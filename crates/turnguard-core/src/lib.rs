//! # turnguard-core
//!
//! Deterministic half of the turnguard behavior-rule engine.
//!
//! Everything here is synchronous and free of judge calls:
//! - parse a transcript and pick the context each rule mode judges
//! - load and validate the rule set
//! - parse judge answers into verdicts
//! - reduce verdicts into one decision under a per-session block cap
//! - render the decision as the hook's stdout payload
//!
//! ## Example
//!
//! ```rust,ignore
//! use turnguard_core::{ContextExtractor, RuleSet, Transcript};
//!
//! let transcript = Transcript::from_file("session.jsonl")?;
//! let rules = RuleSet::from_csv_file("rules.csv")?;
//! let contexts = ContextExtractor::default().extract_all(transcript.messages(), None);
//!
//! for applicable in rules.applicable(&contexts) {
//!     println!("{} judges {} message(s)", applicable.id, applicable.context.message_count());
//! }
//! ```

pub mod aggregator;
pub mod context;
pub mod output;
pub mod rules;
pub mod session;
pub mod transcript;
pub mod types;
pub mod verdict;

// Re-export main types at crate root
pub use aggregator::{Decision, DecisionAggregator, Gate, DEFAULT_MAX_BLOCKS};
pub use context::{ContextExtractor, ModeContexts, DEFAULT_MIN_LAST_LENGTH, TURN_SEPARATOR};
pub use output::{HookDecision, HookResponse};
pub use rules::{ApplicableRule, RuleSet, RuleSetError};
pub use session::{
    session_key, FileSessionStore, MemorySessionStore, SessionError, SessionState, SessionStore,
};
pub use transcript::{Transcript, TranscriptError};
pub use types::{
    Action, EvaluationContext, Message, Mode, Role, Rule, RuleId, UnknownVariant, MAX_JUDGE_TIMEOUT,
};
pub use verdict::{parse_judgment, JudgeError, Judgment, Verdict};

════════════════

## TASK ITEM
Copy out all lines from the material above that contain the string "aggregator".

## SOLVED PROBLEM
pub mod aggregator;
pub use aggregator::{Decision, DecisionAggregator, Gate, DEFAULT_MAX_BLOCKS};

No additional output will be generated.